WHAT IS NEEDED: In the entries that follow, the lines from the one with "filename crates/frontend/src/shared/export.rs" through the one with "only when needed" are the ones to write out, exactly and with both ends included. Nothing else should appear.

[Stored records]
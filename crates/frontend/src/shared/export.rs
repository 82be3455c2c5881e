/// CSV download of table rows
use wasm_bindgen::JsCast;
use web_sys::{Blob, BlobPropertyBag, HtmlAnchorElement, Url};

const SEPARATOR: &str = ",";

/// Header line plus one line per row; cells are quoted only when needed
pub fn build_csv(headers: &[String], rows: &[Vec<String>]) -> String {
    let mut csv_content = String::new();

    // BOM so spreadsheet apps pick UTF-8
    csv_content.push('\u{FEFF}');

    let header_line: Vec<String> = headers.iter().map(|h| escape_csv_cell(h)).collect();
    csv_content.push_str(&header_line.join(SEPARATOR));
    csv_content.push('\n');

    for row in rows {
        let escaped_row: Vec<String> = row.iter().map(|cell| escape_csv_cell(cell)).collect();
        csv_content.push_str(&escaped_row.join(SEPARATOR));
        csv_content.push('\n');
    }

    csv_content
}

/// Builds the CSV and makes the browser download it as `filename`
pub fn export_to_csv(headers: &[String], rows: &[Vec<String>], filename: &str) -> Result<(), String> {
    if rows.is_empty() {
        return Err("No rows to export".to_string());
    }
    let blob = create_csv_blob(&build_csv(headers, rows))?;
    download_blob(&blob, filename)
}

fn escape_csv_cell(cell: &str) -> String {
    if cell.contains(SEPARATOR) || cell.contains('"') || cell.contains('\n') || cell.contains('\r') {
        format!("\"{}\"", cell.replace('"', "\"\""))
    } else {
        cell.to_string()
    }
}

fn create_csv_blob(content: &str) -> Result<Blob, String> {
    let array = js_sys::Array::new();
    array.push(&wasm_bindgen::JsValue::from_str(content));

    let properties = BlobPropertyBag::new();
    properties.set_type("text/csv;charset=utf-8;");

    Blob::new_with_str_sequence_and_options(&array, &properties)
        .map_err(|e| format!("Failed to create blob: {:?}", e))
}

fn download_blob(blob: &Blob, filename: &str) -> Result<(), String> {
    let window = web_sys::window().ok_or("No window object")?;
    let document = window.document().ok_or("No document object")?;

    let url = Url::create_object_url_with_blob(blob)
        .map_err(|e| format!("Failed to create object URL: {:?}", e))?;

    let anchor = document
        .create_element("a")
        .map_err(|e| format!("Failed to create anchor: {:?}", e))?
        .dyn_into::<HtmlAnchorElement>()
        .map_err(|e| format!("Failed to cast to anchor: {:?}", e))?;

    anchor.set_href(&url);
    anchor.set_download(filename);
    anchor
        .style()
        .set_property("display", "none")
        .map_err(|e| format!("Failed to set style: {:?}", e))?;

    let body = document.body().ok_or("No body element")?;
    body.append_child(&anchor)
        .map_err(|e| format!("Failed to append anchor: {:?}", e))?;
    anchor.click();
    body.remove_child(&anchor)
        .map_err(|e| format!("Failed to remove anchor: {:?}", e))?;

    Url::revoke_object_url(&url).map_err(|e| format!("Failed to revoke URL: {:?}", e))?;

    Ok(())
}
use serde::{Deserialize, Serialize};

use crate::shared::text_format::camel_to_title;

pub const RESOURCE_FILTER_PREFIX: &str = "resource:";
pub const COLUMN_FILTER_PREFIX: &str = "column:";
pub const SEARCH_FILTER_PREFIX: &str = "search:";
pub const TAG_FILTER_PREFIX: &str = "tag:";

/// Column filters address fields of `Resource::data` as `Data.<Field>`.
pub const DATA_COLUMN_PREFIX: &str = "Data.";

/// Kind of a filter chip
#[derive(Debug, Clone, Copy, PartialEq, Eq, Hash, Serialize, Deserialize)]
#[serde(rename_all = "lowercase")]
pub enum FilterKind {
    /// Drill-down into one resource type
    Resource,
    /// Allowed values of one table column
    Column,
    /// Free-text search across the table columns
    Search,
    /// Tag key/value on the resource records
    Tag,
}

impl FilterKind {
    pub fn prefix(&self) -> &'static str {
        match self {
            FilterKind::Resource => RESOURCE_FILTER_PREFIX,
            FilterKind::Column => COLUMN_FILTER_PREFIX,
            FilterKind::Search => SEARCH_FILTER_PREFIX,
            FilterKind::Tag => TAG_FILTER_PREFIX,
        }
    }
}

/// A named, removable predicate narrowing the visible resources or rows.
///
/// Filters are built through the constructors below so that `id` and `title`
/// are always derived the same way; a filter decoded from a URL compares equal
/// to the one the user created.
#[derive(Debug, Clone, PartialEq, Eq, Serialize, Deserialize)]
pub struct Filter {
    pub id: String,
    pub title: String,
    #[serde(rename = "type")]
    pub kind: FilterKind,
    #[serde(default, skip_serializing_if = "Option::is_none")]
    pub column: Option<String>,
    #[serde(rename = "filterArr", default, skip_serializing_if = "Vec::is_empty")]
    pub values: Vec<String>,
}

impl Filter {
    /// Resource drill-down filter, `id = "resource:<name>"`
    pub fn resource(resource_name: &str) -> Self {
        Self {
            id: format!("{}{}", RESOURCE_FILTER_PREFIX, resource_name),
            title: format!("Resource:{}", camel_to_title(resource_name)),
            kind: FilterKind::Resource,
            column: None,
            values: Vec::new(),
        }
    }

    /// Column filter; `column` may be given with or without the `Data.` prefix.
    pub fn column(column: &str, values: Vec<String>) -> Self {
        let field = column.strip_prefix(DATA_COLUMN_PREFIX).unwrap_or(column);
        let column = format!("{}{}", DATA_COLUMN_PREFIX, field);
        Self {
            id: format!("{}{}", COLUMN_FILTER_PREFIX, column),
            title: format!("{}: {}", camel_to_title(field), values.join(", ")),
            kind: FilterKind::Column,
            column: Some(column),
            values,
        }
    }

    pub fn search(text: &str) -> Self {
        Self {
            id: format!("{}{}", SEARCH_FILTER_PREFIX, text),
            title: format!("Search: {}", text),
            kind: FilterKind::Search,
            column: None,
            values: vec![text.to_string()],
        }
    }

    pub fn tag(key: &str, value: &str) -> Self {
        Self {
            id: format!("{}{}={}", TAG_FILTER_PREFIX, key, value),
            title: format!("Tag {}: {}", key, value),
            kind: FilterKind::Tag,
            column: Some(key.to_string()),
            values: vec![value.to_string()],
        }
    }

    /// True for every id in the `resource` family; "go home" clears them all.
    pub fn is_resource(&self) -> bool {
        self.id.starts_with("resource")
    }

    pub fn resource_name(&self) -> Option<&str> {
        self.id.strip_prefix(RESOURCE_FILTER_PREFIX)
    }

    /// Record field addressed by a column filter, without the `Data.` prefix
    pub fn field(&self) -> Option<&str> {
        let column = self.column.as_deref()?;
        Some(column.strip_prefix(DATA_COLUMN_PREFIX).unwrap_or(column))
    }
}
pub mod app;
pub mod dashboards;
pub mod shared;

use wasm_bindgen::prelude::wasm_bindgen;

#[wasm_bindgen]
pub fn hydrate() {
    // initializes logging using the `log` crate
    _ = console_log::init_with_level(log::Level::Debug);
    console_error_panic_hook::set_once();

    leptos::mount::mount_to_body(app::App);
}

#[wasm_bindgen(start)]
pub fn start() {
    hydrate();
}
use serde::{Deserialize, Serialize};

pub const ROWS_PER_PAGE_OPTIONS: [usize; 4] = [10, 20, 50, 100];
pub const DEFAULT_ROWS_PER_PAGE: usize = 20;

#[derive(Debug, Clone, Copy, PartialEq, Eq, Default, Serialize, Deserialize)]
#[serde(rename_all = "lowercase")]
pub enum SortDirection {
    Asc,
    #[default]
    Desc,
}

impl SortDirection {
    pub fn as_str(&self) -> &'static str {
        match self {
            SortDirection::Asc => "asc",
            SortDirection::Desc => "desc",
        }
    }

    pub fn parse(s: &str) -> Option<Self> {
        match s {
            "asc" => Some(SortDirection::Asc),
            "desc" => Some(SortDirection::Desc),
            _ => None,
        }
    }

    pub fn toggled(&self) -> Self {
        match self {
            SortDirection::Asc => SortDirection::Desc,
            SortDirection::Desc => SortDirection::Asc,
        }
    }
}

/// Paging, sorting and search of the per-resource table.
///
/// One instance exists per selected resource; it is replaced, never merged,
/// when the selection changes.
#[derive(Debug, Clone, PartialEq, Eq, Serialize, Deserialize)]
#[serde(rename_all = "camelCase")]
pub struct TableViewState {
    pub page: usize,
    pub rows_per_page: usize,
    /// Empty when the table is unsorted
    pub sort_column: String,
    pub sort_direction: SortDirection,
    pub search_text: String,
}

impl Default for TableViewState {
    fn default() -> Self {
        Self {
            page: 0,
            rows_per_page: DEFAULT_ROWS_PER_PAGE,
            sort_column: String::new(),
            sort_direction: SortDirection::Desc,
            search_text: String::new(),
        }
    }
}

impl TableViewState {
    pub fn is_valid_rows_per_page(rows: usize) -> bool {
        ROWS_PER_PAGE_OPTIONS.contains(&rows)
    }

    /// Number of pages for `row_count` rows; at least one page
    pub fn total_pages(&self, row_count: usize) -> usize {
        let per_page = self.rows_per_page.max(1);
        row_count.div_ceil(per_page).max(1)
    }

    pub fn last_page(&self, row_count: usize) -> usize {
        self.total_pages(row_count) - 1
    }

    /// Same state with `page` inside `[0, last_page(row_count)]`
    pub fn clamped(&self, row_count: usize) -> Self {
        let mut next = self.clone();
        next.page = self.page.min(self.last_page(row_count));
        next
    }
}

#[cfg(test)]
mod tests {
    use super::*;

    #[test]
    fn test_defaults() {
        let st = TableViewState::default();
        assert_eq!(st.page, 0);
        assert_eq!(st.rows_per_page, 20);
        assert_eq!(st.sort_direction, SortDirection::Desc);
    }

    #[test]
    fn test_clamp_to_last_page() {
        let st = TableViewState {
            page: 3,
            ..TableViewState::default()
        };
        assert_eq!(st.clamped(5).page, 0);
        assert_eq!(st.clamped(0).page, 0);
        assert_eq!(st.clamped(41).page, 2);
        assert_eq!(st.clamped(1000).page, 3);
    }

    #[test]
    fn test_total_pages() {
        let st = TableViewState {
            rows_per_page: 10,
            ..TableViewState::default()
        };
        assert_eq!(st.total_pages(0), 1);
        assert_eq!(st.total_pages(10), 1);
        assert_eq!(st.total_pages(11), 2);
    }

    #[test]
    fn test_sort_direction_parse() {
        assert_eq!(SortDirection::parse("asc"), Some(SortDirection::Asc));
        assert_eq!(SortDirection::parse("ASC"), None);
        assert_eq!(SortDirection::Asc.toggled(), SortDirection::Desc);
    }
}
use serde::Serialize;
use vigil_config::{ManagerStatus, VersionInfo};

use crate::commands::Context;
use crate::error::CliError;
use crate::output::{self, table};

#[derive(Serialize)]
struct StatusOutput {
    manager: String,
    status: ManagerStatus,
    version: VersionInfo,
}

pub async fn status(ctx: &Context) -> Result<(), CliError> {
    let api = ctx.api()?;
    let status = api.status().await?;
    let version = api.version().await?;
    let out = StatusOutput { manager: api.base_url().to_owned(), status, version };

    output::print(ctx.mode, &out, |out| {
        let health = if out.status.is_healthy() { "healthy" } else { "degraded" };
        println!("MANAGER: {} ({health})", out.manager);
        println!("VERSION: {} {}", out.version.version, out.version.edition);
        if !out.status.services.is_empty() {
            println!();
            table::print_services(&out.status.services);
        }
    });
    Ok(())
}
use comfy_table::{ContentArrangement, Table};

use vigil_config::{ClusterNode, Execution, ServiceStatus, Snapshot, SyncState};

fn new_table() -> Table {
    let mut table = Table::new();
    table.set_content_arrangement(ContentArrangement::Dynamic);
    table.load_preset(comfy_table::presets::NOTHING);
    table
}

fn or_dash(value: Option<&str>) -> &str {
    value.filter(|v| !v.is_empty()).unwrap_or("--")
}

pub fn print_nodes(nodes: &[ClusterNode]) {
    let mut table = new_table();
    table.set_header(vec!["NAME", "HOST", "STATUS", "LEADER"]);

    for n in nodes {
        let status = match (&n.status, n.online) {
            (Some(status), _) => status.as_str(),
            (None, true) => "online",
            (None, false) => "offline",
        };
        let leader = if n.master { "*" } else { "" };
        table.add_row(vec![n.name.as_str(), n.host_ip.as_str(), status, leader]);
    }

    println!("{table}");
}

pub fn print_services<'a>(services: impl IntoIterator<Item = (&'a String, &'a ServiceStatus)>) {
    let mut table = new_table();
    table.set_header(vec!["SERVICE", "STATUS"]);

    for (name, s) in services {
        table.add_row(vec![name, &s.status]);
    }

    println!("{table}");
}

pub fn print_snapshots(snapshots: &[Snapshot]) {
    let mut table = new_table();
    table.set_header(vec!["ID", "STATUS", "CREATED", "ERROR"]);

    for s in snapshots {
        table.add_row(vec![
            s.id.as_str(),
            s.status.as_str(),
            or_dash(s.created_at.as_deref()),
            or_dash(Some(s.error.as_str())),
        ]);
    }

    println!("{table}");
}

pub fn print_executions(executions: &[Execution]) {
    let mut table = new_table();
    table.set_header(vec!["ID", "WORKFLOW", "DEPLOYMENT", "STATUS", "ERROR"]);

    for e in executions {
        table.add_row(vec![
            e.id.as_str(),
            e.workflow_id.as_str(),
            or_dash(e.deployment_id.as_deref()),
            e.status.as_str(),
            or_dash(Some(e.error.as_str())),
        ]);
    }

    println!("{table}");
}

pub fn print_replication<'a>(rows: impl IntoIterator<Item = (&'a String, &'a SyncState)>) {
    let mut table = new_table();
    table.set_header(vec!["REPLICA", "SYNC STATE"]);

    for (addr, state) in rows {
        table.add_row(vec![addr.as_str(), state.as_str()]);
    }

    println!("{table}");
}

* * *

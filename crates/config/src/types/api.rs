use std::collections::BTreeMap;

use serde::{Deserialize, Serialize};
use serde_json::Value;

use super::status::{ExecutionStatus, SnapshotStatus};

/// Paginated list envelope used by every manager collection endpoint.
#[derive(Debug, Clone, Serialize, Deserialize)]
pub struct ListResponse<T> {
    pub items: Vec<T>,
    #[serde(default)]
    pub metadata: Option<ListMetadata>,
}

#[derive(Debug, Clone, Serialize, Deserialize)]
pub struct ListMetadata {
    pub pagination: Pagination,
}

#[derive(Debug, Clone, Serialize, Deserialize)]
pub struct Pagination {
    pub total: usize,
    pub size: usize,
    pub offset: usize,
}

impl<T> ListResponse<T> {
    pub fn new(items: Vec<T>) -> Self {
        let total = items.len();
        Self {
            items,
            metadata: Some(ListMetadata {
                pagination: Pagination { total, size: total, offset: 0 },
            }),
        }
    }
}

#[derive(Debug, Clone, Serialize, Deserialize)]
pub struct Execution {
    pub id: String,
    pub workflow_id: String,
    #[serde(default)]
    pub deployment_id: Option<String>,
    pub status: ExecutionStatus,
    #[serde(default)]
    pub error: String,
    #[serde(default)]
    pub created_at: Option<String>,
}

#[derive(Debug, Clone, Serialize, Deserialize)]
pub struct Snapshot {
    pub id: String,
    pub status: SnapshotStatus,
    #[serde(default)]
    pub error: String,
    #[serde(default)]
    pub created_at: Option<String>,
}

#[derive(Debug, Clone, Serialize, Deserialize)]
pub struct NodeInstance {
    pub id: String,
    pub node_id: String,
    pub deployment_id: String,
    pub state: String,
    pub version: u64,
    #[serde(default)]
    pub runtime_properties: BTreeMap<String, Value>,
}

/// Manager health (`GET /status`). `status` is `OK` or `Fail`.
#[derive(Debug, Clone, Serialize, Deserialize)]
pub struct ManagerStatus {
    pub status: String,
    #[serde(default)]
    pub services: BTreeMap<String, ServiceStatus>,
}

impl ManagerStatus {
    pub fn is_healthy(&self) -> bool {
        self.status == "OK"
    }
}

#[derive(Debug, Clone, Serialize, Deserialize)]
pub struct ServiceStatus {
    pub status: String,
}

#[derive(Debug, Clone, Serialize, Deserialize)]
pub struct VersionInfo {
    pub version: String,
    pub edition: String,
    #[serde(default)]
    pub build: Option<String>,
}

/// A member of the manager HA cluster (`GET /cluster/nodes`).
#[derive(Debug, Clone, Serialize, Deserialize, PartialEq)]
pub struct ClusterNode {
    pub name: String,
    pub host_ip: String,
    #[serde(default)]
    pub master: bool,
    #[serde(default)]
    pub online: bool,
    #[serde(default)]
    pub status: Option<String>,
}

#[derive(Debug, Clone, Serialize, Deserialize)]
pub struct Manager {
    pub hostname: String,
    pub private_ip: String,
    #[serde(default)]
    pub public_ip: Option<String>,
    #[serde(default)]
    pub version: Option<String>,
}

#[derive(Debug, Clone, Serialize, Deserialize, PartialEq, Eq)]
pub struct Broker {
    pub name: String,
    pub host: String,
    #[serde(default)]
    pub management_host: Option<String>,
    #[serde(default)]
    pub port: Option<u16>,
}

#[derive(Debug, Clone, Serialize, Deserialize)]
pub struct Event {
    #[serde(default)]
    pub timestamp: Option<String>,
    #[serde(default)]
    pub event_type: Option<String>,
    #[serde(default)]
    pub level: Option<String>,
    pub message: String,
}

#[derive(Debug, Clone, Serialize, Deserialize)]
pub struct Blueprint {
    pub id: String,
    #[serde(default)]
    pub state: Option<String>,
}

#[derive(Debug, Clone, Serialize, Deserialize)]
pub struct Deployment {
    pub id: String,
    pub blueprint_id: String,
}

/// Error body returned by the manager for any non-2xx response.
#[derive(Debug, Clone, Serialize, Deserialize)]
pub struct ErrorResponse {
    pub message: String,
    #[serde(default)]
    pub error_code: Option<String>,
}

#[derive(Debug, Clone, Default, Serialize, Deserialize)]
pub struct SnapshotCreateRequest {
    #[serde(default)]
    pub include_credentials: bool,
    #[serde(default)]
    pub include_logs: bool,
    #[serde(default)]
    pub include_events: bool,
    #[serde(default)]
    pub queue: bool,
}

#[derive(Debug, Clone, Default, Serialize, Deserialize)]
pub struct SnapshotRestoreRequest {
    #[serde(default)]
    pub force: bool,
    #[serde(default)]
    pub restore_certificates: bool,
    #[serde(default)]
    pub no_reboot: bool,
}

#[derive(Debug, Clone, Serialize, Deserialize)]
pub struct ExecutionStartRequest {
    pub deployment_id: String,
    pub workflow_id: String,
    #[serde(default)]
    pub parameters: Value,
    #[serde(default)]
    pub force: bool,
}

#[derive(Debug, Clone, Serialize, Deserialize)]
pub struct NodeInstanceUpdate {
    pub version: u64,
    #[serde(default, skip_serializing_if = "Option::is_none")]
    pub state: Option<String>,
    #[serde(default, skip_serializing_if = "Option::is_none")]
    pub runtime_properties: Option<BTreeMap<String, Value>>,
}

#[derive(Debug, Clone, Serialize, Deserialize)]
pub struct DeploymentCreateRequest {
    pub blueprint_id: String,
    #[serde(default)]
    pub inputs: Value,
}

THE ANSWER:
filename crates/frontend/src/shared/export.rs
repository 82be3455c2c5881e
/// CSV download of table rows
use wasm_bindgen::JsCast;
use web_sys::{Blob, BlobPropertyBag, HtmlAnchorElement, Url};

const SEPARATOR: &str = ",";

/// Header line plus one line per row; cells are quoted only when needed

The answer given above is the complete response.